Mellors, un « homme avec des couilles » apparaît ainsi supérieur à ce pauvre Cliffort et ses amis, lettrés et adeptes des longues discussions au coin du feu… « L’esprit ne peut qu’analyser et raisonner. Laissez l’esprit et la raison gouverner le reste, ils ne peuvent que tout étouffer sous la critique. (…) Par Dieu le monde a besoin de critique aujourd’hui, de critique à mort. Par conséquent vive la vie mentale (…) ! : tant qu’on vit sa vie, on participe, en un sens, organiquement à la vie universelle. Dés qu’on entre dans la vie mentale, on cueille la pomme. On a rompu le lien entre la pomme et l’arbre : le lien organique. Et si vous n’avez rien d’autre dans votre vie que la vie mentale, vous n’êtes rien d’autre qu’une pomme cueillie… Vous êtes tombé de l’arbre. Alors il est nécessaire et logique d’être méchant, comme il est naturel et nécessaire que pourrisse une pomme cueillie. »
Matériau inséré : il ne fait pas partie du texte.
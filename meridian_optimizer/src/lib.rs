pub mod error;
pub mod problem;
pub mod solver;

#[cfg(test)]
pub(crate) mod test_utils;

pub use error::ConfigError;
pub use problem::vehicle_routing_problem::{
    VehicleRoutingProblem, VehicleRoutingProblemBuilder,
};
pub use solver::solution::solution::Solution;
pub use solver::solver::Solver;
pub use solver::solver_params::SolverParams;
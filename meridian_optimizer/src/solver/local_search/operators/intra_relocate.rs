use crate::problem::eval::Eval;
use crate::problem::vehicle_routing_problem::VehicleRoutingProblem;

use crate::solver::cost_delta::sequence_replace_delta;
use crate::solver::local_search::operator::{
    LocalSearchOperator, MoveContext, pd_pairs_ok_after_replace, route_caps_ok,
};
use crate::solver::solution::solution_state::SolutionState;
use crate::solver::solution::tw_route::TwRoute;

/// **Intra-Relocate**
///
/// Moves the job at `s_rank` so that it ends up at rank `t_rank` of the
/// same route.
///
/// ```text
/// BEFORE:  ... (A) -> [J] -> (C) ... (X) -> (Y) ...
/// AFTER:   ... (A) -> (C) ... (X) -> [J] -> (Y) ...
/// ```
pub struct IntraRelocate {
    pub vehicle: usize,
    pub s_rank: usize,
    pub t_rank: usize,
    delta: Eval,
}

impl IntraRelocate {
    pub fn evaluate(
        ctx: &MoveContext,
        vehicle: usize,
        s_rank: usize,
        t_rank: usize,
    ) -> Option<Self> {
        if s_rank == t_rank {
            return None;
        }

        let route = &ctx.routes[vehicle];
        let (first, last) = (s_rank.min(t_rank), s_rank.max(t_rank) + 1);
        let replacement = Self::rotated(route, s_rank, t_rank);
        let delta = sequence_replace_delta(
            ctx.problem,
            route,
            replacement.iter().copied(),
            first,
            last,
        );

        Some(IntraRelocate {
            vehicle,
            s_rank,
            t_rank,
            delta,
        })
    }

    /// The affected range with the job moved to its new position.
    fn rotated(route: &TwRoute, s_rank: usize, t_rank: usize) -> Vec<usize> {
        let job = route.job_at(s_rank);
        let mut jobs: Vec<usize> = if s_rank < t_rank {
            route.raw().route[s_rank + 1..=t_rank].to_vec()
        } else {
            route.raw().route[t_rank..s_rank].to_vec()
        };
        if s_rank < t_rank {
            jobs.push(job);
        } else {
            jobs.insert(0, job);
        }
        jobs
    }
}

impl LocalSearchOperator for IntraRelocate {
    fn gain(&self) -> Eval {
        -self.delta
    }

    fn is_valid(&self, ctx: &MoveContext) -> bool {
        let route = &ctx.routes[self.vehicle];
        let (first, last) = (
            self.s_rank.min(self.t_rank),
            self.s_rank.max(self.t_rank) + 1,
        );
        let replacement = Self::rotated(route, self.s_rank, self.t_rank);
        let delivery = route.delivery_in_range(first, last);

        route_caps_ok(ctx, self.vehicle, self.delta, 0)
            && pd_pairs_ok_after_replace(ctx, self.vehicle, first, last, &replacement)
            && route.is_valid_addition_for_capacity_inclusion(
                ctx.problem,
                &delivery,
                replacement.iter().copied(),
                first,
                last,
            )
            && route.is_valid_addition_for_tw(
                ctx.problem,
                &delivery,
                replacement.iter().copied(),
                first,
                last,
            )
    }

    fn apply(
        &self,
        problem: &VehicleRoutingProblem,
        routes: &mut [TwRoute],
        _state: &mut SolutionState,
    ) {
        let route = &mut routes[self.vehicle];
        let (first, last) = (
            self.s_rank.min(self.t_rank),
            self.s_rank.max(self.t_rank) + 1,
        );
        let replacement = Self::rotated(route, self.s_rank, self.t_rank);
        route.replace(problem, replacement.into_iter(), first, last);
    }

    fn update_candidates(&self) -> Vec<usize> {
        vec![self.vehicle]
    }
}
pub mod cross_exchange;
pub mod intra_cross_exchange;
pub mod intra_exchange;
pub mod intra_mixed_exchange;
pub mod intra_or_opt;
pub mod intra_relocate;
pub mod intra_two_opt;
pub mod mixed_exchange;
pub mod or_opt;
pub mod pd_shift;
pub mod priority_replace;
pub mod relocate;
pub mod reverse_two_opt;
pub mod route_exchange;
pub mod route_split;
pub mod swap_star;
pub mod tsp_fix;
pub mod two_opt;
pub mod unassigned_exchange;
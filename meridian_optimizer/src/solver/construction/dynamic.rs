use fxhash::FxHashSet;
use tracing::debug;

use crate::problem::eval::Eval;
use crate::problem::job::JobType;
use crate::problem::vehicle_routing_problem::VehicleRoutingProblem;

use crate::solver::solution::solution_state::SolutionState;
use crate::solver::solution::tw_route::TwRoute;
use crate::solver::solver_params::InitStrategy;

use super::{fill_route, job_vehicle_eval, seed_route};

/// Dynamic-choice regret insertion: at each step the vehicle currently
/// closest to the largest number of unassigned jobs is picked from the
/// pool, filled with regrets built from the min/second-min placement
/// costs, and retired.
pub fn dynamic_heuristic(
    problem: &VehicleRoutingProblem,
    routes: &mut [TwRoute],
    unassigned: &mut FxHashSet<usize>,
    init: InitStrategy,
    regret_permille: i64,
) -> Eval {
    let mut pool: Vec<usize> = (0..problem.nb_vehicles()).collect();

    while !unassigned.is_empty() && !pool.is_empty() {
        let jobs: Vec<usize> = {
            let mut jobs: Vec<usize> = unassigned
                .iter()
                .copied()
                .filter(|&j| problem.job(j).job_type() != JobType::Delivery)
                .collect();
            jobs.sort_unstable();
            jobs
        };

        // Per job: cheapest and second-cheapest placement over the still
        // available vehicles, and who achieves the minimum.
        let mut closest_count = vec![0usize; problem.nb_vehicles()];
        let mut min_eval = vec![Eval::NO_EVAL; problem.nb_jobs()];
        let mut second_eval = vec![Eval::NO_EVAL; problem.nb_jobs()];
        let mut min_vehicle = vec![usize::MAX; problem.nb_jobs()];

        for &job in &jobs {
            for &v in &pool {
                let eval = job_vehicle_eval(problem, job, v);
                if eval < min_eval[job] {
                    second_eval[job] = min_eval[job];
                    min_eval[job] = eval;
                    min_vehicle[job] = v;
                } else if eval < second_eval[job] {
                    second_eval[job] = eval;
                }
            }
            if min_vehicle[job] != usize::MAX {
                closest_count[min_vehicle[job]] += 1;
            }
        }

        // The vehicle that is the cheapest option for the most jobs; ties
        // break on the lowest rank for reproducibility.
        let Some(&chosen) = pool
            .iter()
            .max_by(|&&a, &&b| closest_count[a].cmp(&closest_count[b]).then(b.cmp(&a)))
        else {
            break;
        };
        pool.retain(|&v| v != chosen);

        let route = &mut routes[chosen];
        seed_route(problem, route, unassigned, init);

        let regret_of = |job: usize| -> Eval {
            if min_vehicle[job] == chosen {
                if second_eval[job].is_no_eval() {
                    min_eval[job]
                } else {
                    second_eval[job]
                }
            } else if min_eval[job].is_no_eval() {
                job_vehicle_eval(problem, job, chosen)
            } else {
                min_eval[job]
            }
        };

        fill_route(problem, route, unassigned, &regret_of, regret_permille);
    }

    let total: Eval = (0..routes.len())
        .map(|v| SolutionState::route_eval_from_scratch(problem, v, &routes[v]))
        .sum();
    debug!(
        cost = total.cost,
        unassigned = unassigned.len(),
        "dynamic construction done"
    );
    total
}
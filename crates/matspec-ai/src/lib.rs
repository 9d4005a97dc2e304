//! AI layer: completion provider seam, vision analysis and specification
//! generation stages.
//!
//! The HTTP client for the Anthropic Messages API sits behind the `anthropic`
//! feature; the scripted [`StubProvider`] behind `testing`.

pub mod generate;
pub mod parse;
pub mod prompts;
pub mod provider;
pub mod retry;
pub mod vision;

#[cfg(feature = "anthropic")]
pub mod anthropic;

#[cfg(any(test, feature = "testing"))]
pub mod stub;

pub use generate::{GenerationRequest, generate_section};
pub use parse::parse_materials;
pub use prompts::SectionOptions;
pub use provider::{AuthFailure, Completion, CompletionError, CompletionProvider};
pub use retry::{RetryFailure, RetryPolicy, with_retry};
pub use vision::analyze_image;

#[cfg(feature = "anthropic")]
pub use anthropic::AnthropicClient;

#[cfg(any(test, feature = "testing"))]
pub use stub::StubProvider;
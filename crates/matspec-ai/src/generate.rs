//! Specification generation stage.

use matspec_core::markdown;
use matspec_core::{
    ConsolidatedContext, FailureStage, ImageMaterials, SectionOutcome, SectionSource,
    SpecificationSection, StageFailure,
};
use tracing::{debug, info, warn};

use crate::prompts::{
    SectionOptions, consolidated_analysis_text, image_analysis_text, specification_prompt,
};
use crate::provider::{AuthFailure, Completion, CompletionError, CompletionProvider, require_text};
use crate::retry::{RetryPolicy, with_retry};

/// Title prefix of a top-level section and the title used when it is missing.
const EXECUTIVE_SUMMARY: (&str, &str) = ("executive summary", "Executive Summary");
const SUSTAINABILITY: (&str, &str) = ("sustainability", "Sustainability Considerations");
const ALTERNATIVES: (&str, &str) = ("alternative material", "Alternative Materials");

/// Input for one generation call.
#[derive(Debug, Clone)]
pub struct GenerationRequest<'a> {
    /// Input position used to order the section in the document.
    pub index: usize,
    pub source: SectionSource,
    pub brief: &'a str,
    pub material_analysis: String,
    pub options: SectionOptions,
}

impl<'a> GenerationRequest<'a> {
    /// One section for one analysed image.
    pub fn for_image(group: &ImageMaterials, brief: &'a str, options: SectionOptions) -> Self {
        Self {
            index: group.index,
            source: SectionSource::Image(group.image.clone()),
            brief,
            material_analysis: image_analysis_text(group),
            options,
        }
    }

    /// One section covering every analysed image.
    pub fn consolidated(context: &'a ConsolidatedContext, options: SectionOptions) -> Self {
        Self {
            index: context.groups.first().map(|g| g.index).unwrap_or_default(),
            source: SectionSource::Merged(context.image_names()),
            brief: &context.brief,
            material_analysis: consolidated_analysis_text(context),
            options,
        }
    }
}

fn required(options: SectionOptions) -> Vec<(&'static str, &'static str)> {
    let mut out = vec![EXECUTIVE_SUMMARY];
    if options.sustainability {
        out.push(SUSTAINABILITY);
    }
    if options.alternatives {
        out.push(ALTERNATIVES);
    }
    out
}

/// Titles of required sections absent from `text`.
fn missing_sections(text: &str, options: SectionOptions) -> Vec<String> {
    required(options)
        .into_iter()
        .filter(|(keyword, _)| !markdown::has_section(text, keyword))
        .map(|(_, title)| title.to_string())
        .collect()
}

/// Split the optional blocks out of the body and drop any not requested.
fn split_sections(
    text: &str,
    options: SectionOptions,
) -> (String, Option<String>, Option<String>) {
    let text = markdown::strip_leading_title(text);
    let (rest, sustainability) = markdown::extract_section(&text, SUSTAINABILITY.0);
    let (mut body, alternatives) = markdown::extract_section(&rest, ALTERNATIVES.0);
    let sustainability = sustainability.filter(|_| options.sustainability);
    let alternatives = alternatives.filter(|_| options.alternatives);

    if !options.sustainability {
        body = markdown::strip_sections(&body, SUSTAINABILITY.0);
    }
    if !options.alternatives {
        body = markdown::strip_sections(&body, ALTERNATIVES.0);
    }
    (body, sustainability, alternatives)
}

/// One generation request under the retry policy.
async fn request_text(
    provider: &dyn CompletionProvider,
    prompt: &str,
    policy: &RetryPolicy,
    label: &str,
) -> Result<Result<Completion, StageFailure>, AuthFailure> {
    let result = with_retry(policy, label, || async move {
        provider.generate_text(prompt).await.and_then(require_text)
    })
    .await;
    match result {
        Ok((completion, attempts)) => {
            debug!(section = label, attempts, tokens = completion.tokens_used, "generated text");
            Ok(Ok(completion))
        }
        Err(failure) => match failure.error {
            CompletionError::Auth(message) => Err(AuthFailure { message }),
            error => Ok(Err(error.to_failure(failure.attempts))),
        },
    }
}

/// Generate the specification section for `request`.
///
/// A reply missing a required section is regenerated once; whatever is still
/// missing afterwards is listed in the outcome so the formatter can note it.
pub async fn generate_section(
    provider: &dyn CompletionProvider,
    request: &GenerationRequest<'_>,
    policy: &RetryPolicy,
) -> Result<SpecificationSection, AuthFailure> {
    let label = request.source.describe();
    let prompt = specification_prompt(request.brief, &request.material_analysis, request.options);

    let first = match request_text(provider, &prompt, policy, &label).await? {
        Ok(completion) => completion,
        Err(failure) => {
            warn!(section = %label, error = %failure, "specification generation failed");
            return Ok(SpecificationSection::failed(
                request.index,
                request.source.clone(),
                FailureStage::Generation,
                failure,
            ));
        }
    };

    let mut text = first.text;
    let mut missing = missing_sections(&text, request.options);
    if !missing.is_empty() {
        info!(section = %label, missing = ?missing, "required sections missing, regenerating");
        match request_text(provider, &prompt, policy, &label).await? {
            Ok(second) => {
                let second_missing = missing_sections(&second.text, request.options);
                if second_missing.len() < missing.len() {
                    text = second.text;
                    missing = second_missing;
                }
            }
            Err(failure) => {
                warn!(section = %label, error = %failure, "regeneration failed, keeping first reply");
            }
        }
        if !missing.is_empty() {
            warn!(section = %label, missing = ?missing, "sections still missing after regeneration");
        }
    }

    let (body, sustainability, alternatives) = split_sections(&text, request.options);
    info!(section = %label, "generated specification section");
    Ok(SpecificationSection {
        index: request.index,
        source: request.source.clone(),
        outcome: SectionOutcome::Generated {
            body,
            sustainability,
            alternatives,
            missing,
        },
    })
}
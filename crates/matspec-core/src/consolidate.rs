//! Consolidation of per-image material records.
//!
//! Per-image groups are the source of truth and are never altered. The merged
//! view is a display-only aggregation: records from different images that
//! describe the same material collapse into one entry that keeps every
//! `(image, position)` attribution.

use std::collections::BTreeSet;

use serde::Serialize;

use crate::csi;
use crate::material::{ImageAnalysis, MaterialRecord, Prominence};

/// Minimum Jaccard overlap of material-type tokens for a fuzzy merge.
const TYPE_OVERLAP: f64 = 0.5;
/// Minimum Jaccard overlap of descriptive tokens for a fuzzy merge.
const DESCRIPTION_OVERLAP: f64 = 0.2;

const STOPWORDS: &[&str] = &[
    "a", "an", "and", "as", "at", "for", "in", "of", "on", "or", "the", "to", "with", "material",
    "materials", "system", "systems",
];

/// Materials found in one successfully analysed image.
#[derive(Debug, Clone, PartialEq, Serialize)]
pub struct ImageMaterials {
    /// Position of the image in the input ordering.
    pub index: usize,
    pub image: String,
    pub materials: Vec<MaterialRecord>,
    /// Unparsed vision reply, kept for generation when parsing found nothing.
    pub raw_reply: String,
}

/// Where a merged material was seen.
#[derive(Debug, Clone, PartialEq, Eq, Serialize)]
pub struct Attribution {
    pub image: String,
    pub position: usize,
}

/// One logical material across images.
#[derive(Debug, Clone, PartialEq, Serialize)]
pub struct MergedMaterial {
    pub label: String,
    pub division: Option<String>,
    /// Highest prominence reported by any source.
    pub prominence: Option<Prominence>,
    pub sources: Vec<Attribution>,
    pub descriptions: Vec<String>,
    #[serde(skip)]
    type_tokens: BTreeSet<String>,
    #[serde(skip)]
    description_tokens: BTreeSet<String>,
}

impl MergedMaterial {
    fn from_record(rec: &MaterialRecord, material_type: &str) -> Self {
        let mut merged = Self {
            label: material_type.trim().to_string(),
            division: rec.division().map(str::to_string),
            prominence: rec.prominence,
            sources: Vec::new(),
            descriptions: Vec::new(),
            type_tokens: tokens(material_type),
            description_tokens: BTreeSet::new(),
        };
        merged.absorb(rec);
        merged
    }

    fn absorb(&mut self, rec: &MaterialRecord) {
        self.sources.push(Attribution {
            image: rec.source_image.clone(),
            position: rec.position,
        });
        self.prominence = self.prominence.max(rec.prominence);
        if self.division.is_none() {
            self.division = rec.division().map(str::to_string);
        }
        if let Some(c) = &rec.characteristics
            && !self.descriptions.contains(c)
        {
            self.descriptions.push(c.clone());
        }
        self.description_tokens.extend(description_tokens(rec));
    }

    fn has_image(&self, image: &str) -> bool {
        self.sources.iter().any(|s| s.image == image)
    }

    fn matches(&self, type_tokens: &BTreeSet<String>, rec: &MaterialRecord) -> bool {
        if self.has_image(&rec.source_image) || type_tokens.is_empty() {
            return false;
        }
        if *type_tokens == self.type_tokens {
            return true;
        }
        jaccard(type_tokens, &self.type_tokens) >= TYPE_OVERLAP
            && jaccard(&description_tokens(rec), &self.description_tokens) >= DESCRIPTION_OVERLAP
    }

    /// Distinct images this material was seen in, in first-seen order.
    pub fn images(&self) -> Vec<&str> {
        let mut out: Vec<&str> = Vec::new();
        for s in &self.sources {
            if !out.contains(&s.image.as_str()) {
                out.push(&s.image);
            }
        }
        out
    }
}

/// Read-only input to the generation stage.
#[derive(Debug, Clone, PartialEq, Serialize)]
pub struct ConsolidatedContext {
    pub brief: String,
    /// Per-image groups in input order.
    pub groups: Vec<ImageMaterials>,
    /// Cross-image aggregation for summaries.
    pub merged: Vec<MergedMaterial>,
}

impl ConsolidatedContext {
    pub fn group(&self, image: &str) -> Option<&ImageMaterials> {
        self.groups.iter().find(|g| g.image == image)
    }

    pub fn image_names(&self) -> Vec<String> {
        self.groups.iter().map(|g| g.image.clone()).collect()
    }
}

/// Build the consolidated context from vision results and the full brief.
///
/// Failed analyses contribute no group. Groups are ordered by input index
/// whatever order `analyses` arrives in.
pub fn consolidate(brief: &str, analyses: &[ImageAnalysis]) -> ConsolidatedContext {
    let mut ordered: Vec<&ImageAnalysis> = analyses.iter().collect();
    ordered.sort_by_key(|a| a.index);

    let groups: Vec<ImageMaterials> = ordered
        .into_iter()
        .filter_map(|a| {
            a.raw_reply().map(|raw| ImageMaterials {
                index: a.index,
                image: a.image.clone(),
                materials: a.materials().to_vec(),
                raw_reply: raw.to_string(),
            })
        })
        .collect();

    let mut merged: Vec<MergedMaterial> = Vec::new();
    for rec in groups.iter().flat_map(|g| g.materials.iter()) {
        let Some(material_type) = rec.material_type.as_deref() else {
            continue;
        };
        let type_tokens = tokens(material_type);
        match merged.iter_mut().find(|m| m.matches(&type_tokens, rec)) {
            Some(entry) => entry.absorb(rec),
            None => merged.push(MergedMaterial::from_record(rec, material_type)),
        }
    }

    tracing::debug!(
        groups = groups.len(),
        merged = merged.len(),
        "consolidated material records"
    );

    ConsolidatedContext {
        brief: brief.to_string(),
        groups,
        merged,
    }
}

fn tokens(text: &str) -> BTreeSet<String> {
    text.split(|c: char| !c.is_alphanumeric())
        .map(str::to_lowercase)
        .filter(|w| w.len() > 1 && !STOPWORDS.contains(&w.as_str()))
        .collect()
}

fn description_tokens(rec: &MaterialRecord) -> BTreeSet<String> {
    let mut out = BTreeSet::new();
    for text in [&rec.characteristics, &rec.observations].into_iter().flatten() {
        out.extend(tokens(text));
    }
    out
}

fn jaccard(a: &BTreeSet<String>, b: &BTreeSet<String>) -> f64 {
    let union = a.union(b).count();
    if union == 0 {
        return 0.0;
    }
    a.intersection(b).count() as f64 / union as f64
}
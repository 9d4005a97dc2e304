//! Scripted completion provider for tests.
//!
//! Replies are scripted per image (vision) or queued (generation). When no
//! script remains the stub answers deterministically: a fixed two-material
//! vision reply, and a generated section that includes the optional
//! sustainability and alternatives parts exactly when the prompt asks for them.

use std::collections::{HashMap, VecDeque};
use std::sync::atomic::{AtomicUsize, Ordering};
use std::sync::{Mutex, MutexGuard, PoisonError};
use std::time::Duration;

use async_trait::async_trait;
use matspec_core::ImageInput;

use crate::provider::{Completion, CompletionError, CompletionProvider};

type Script = VecDeque<Result<String, CompletionError>>;

#[derive(Debug, Default)]
pub struct StubProvider {
    vision_scripts: Mutex<HashMap<String, Script>>,
    vision_replies: HashMap<String, String>,
    vision_delays: HashMap<String, Duration>,
    generation_script: Mutex<Script>,
    generation_failures: Mutex<HashMap<String, VecDeque<CompletionError>>>,
    vision_prompts: Mutex<Vec<String>>,
    generation_prompts: Mutex<Vec<String>>,
    vision_calls: AtomicUsize,
    generation_calls: AtomicUsize,
}

fn lock<T>(m: &Mutex<T>) -> MutexGuard<'_, T> {
    m.lock().unwrap_or_else(PoisonError::into_inner)
}

/// Minimal transport-ready image for driving the stages without files.
pub fn test_image(name: &str) -> ImageInput {
    ImageInput {
        name: name.to_string(),
        path: None,
        source_media_type: "image/png".into(),
        media_type: "image/jpeg".into(),
        encoded: "/9j/2wBDAA==".into(),
        original_len: 8,
    }
}

/// Fixed vision reply naming the image it came from.
pub fn default_vision_reply(image: &str) -> String {
    format!(
        "## 1. Glass curtain wall\n\
         - Material type: Glass curtain wall\n\
         - Visual characteristics: Clear low-e glazing, slim mullions\n\
         - Prominence: high\n\
         - Observations: Seen in {image}\n\
         \n\
         ## 2. Timber cladding\n\
         - Material type: Timber cladding\n\
         - Visual characteristics: Vertical cedar boards\n\
         - Prominence: medium"
    )
}

fn default_generation(prompt: &str) -> String {
    let subject = prompt
        .lines()
        .find_map(|l| l.strip_prefix("Image: "))
        .unwrap_or("the project");
    let mut out = format!(
        "### 1. Executive Summary\n\
         Preliminary material palette for {subject}.\n\
         \n\
         ### 2. Material Specifications\n\
         #### Division 08 - Openings\n\
         Glazing to match the visualization."
    );
    if prompt.contains("SUSTAINABILITY CONSIDERATIONS") {
        out.push_str("\n\n### 3. Sustainability Considerations\n- Embodied carbon of aluminium framing");
    }
    if prompt.contains("ALTERNATIVE MATERIALS") {
        out.push_str("\n\n### 4. Alternative Materials\n- Fibre cement boards in place of cedar");
    }
    out
}

fn completion(text: String) -> Completion {
    Completion {
        tokens_used: text.split_whitespace().count() as u32,
        text,
    }
}

impl StubProvider {
    pub fn new() -> Self {
        Self::default()
    }

    /// Reply used for `image` once its script is exhausted.
    pub fn with_vision_reply(mut self, image: &str, reply: &str) -> Self {
        self.vision_replies.insert(image.to_string(), reply.to_string());
        self
    }

    /// Results returned, in order, for the next vision calls on `image`.
    pub fn with_vision_replies(
        mut self,
        image: &str,
        script: Vec<Result<String, CompletionError>>,
    ) -> Self {
        self.vision_scripts
            .get_mut()
            .unwrap_or_else(PoisonError::into_inner)
            .entry(image.to_string())
            .or_default()
            .extend(script);
        self
    }

    /// Delay every vision call on `image`, to force completion order.
    pub fn with_vision_delay(mut self, image: &str, delay: Duration) -> Self {
        self.vision_delays.insert(image.to_string(), delay);
        self
    }

    /// Results returned, in order, for the next generation calls.
    pub fn with_generation_replies(mut self, script: Vec<Result<String, CompletionError>>) -> Self {
        self.generation_script
            .get_mut()
            .unwrap_or_else(PoisonError::into_inner)
            .extend(script);
        self
    }

    /// Errors returned for generation prompts that cover `image`.
    pub fn with_generation_failures_for(mut self, image: &str, errors: Vec<CompletionError>) -> Self {
        self.generation_failures
            .get_mut()
            .unwrap_or_else(PoisonError::into_inner)
            .entry(image.to_string())
            .or_default()
            .extend(errors);
        self
    }

    pub fn vision_calls(&self) -> usize {
        self.vision_calls.load(Ordering::SeqCst)
    }

    pub fn generation_calls(&self) -> usize {
        self.generation_calls.load(Ordering::SeqCst)
    }

    pub fn vision_prompts(&self) -> Vec<String> {
        lock(&self.vision_prompts).clone()
    }

    pub fn generation_prompts(&self) -> Vec<String> {
        lock(&self.generation_prompts).clone()
    }
}

#[async_trait]
impl CompletionProvider for StubProvider {
    async fn analyze_image(
        &self,
        image: &ImageInput,
        instruction: &str,
    ) -> Result<Completion, CompletionError> {
        self.vision_calls.fetch_add(1, Ordering::SeqCst);
        lock(&self.vision_prompts).push(instruction.to_string());

        if let Some(delay) = self.vision_delays.get(&image.name) {
            tokio::time::sleep(*delay).await;
        }

        let scripted = lock(&self.vision_scripts)
            .get_mut(&image.name)
            .and_then(VecDeque::pop_front);
        let text = match scripted {
            Some(result) => result?,
            None => self
                .vision_replies
                .get(&image.name)
                .cloned()
                .unwrap_or_else(|| default_vision_reply(&image.name)),
        };
        Ok(completion(text))
    }

    async fn generate_text(&self, prompt: &str) -> Result<Completion, CompletionError> {
        self.generation_calls.fetch_add(1, Ordering::SeqCst);
        lock(&self.generation_prompts).push(prompt.to_string());

        let failure = lock(&self.generation_failures)
            .iter_mut()
            .find(|(image, _)| prompt.contains(&format!("Image: {image}\n")))
            .and_then(|(_, errors)| errors.pop_front());
        if let Some(error) = failure {
            return Err(error);
        }

        let scripted = lock(&self.generation_script).pop_front();
        let text = match scripted {
            Some(result) => result?,
            None => default_generation(prompt),
        };
        Ok(completion(text))
    }
}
Connie nous est ainsi présentée comme prisonnière de ses murs de mots qui l’entourent (et dont Mellors la délivrera) : « Pauvre Connie ! Au cours des années, ce qui la touchait c’était la peur du néant dans sa vie. La vie intellectuelle de Clifford et la sienne devenaient peu à peu un pur néant. Leur mariage, leur vie intégrée fondée sur l’habitude et cette intimité dont il avait parlé, devenaient certains jours, absolument vides, du néant. Des mots, beaucoup de mots, et c’était tout. La seule réalité c’était le néant, et par-dessus, l’hypocrisie des mots. »
A la fin du roman, alors révélée à elle-même, Lawrence lui fera dire : « Quels menteurs, les poètes et les autres ! Ils font croire qu’on a besoin de sentiment. Mais ce dont on en a besoin, c’est de cette sensualité perçante, consumante, un peu horrible. »
On pourra lui reprocher son manichéisme, opposant vivement corps et esprit : les sentiments, l’entente intellectuelle, le monde des mots, des idées, de l’intelligence versus le monde du corps, du désir sexuel et animal. On peut d’ailleurs s’étonner qu’Anais Nin qui défendait une vision contraire (« Aimer corps et âme, toujours ensemble le corps obéissant à l’âme » comme elle l’écrivait dans son journal de 1932-34), portait une grande admiration aux idées (sur le style cela se comprend du reste) de l’écrivain à qui elle consacre une étude (« D.H Lawrence, une étude non professionnelle »).
Il fait encore dire à l’un du cercle d’amis de Clifford : « Une femme veut qu’on l’apprécie et qu’on lui parle et en même temps, qu’on l’aime et qu’on la désire ; à mon avis, les deux choses sont incompatibles. (…) Je ne doute pas que l’eau ne devrait pas être mouillée comme elle l’est. Elle exagère avec son humidité. Mais voilà ! J’aime bien les femmes, et j’aime leur parler et par conséquence, je ne les aime pas et je ne les désire pas. Et pour moi les deux choses sont incompatibles. Elles n’arrivent jamais en même temps. » Ce n’est d’ailleurs pas par hasard que pour la première rencontre (visuelle) entre Connie et le garde (une des belles scènes du roman), l’écrivain a choisi, qu’elle se fasse sous le signe du corps à demi-nu. Un choc pour la jeune-femme qui se trouve comme fascinée : « Dans la petite cour à deux pas devant elle, l’homme se lavait, ne se doutant pas du tout qu’on le regardait. Il était nu jusqu’aux hanches ; sa culotte de velours glissait sur ses reins étroits. (…) curieusement cette expérience avait eu la qualité d’une vision : le centre même de son corps avait été frappé. (…) La nudité parfaite, blanche et solitaire d’une créature qui vit seule et seule même en dedans. Et au-delà cette beauté de la pure créature. Non pas la matière de la beauté, ni même le corps de la beauté, mais un chatoiement, la flamme chaude et blanche d’une vie solitaire qui se révèle par des contours que l’on peut toucher : un corps ! »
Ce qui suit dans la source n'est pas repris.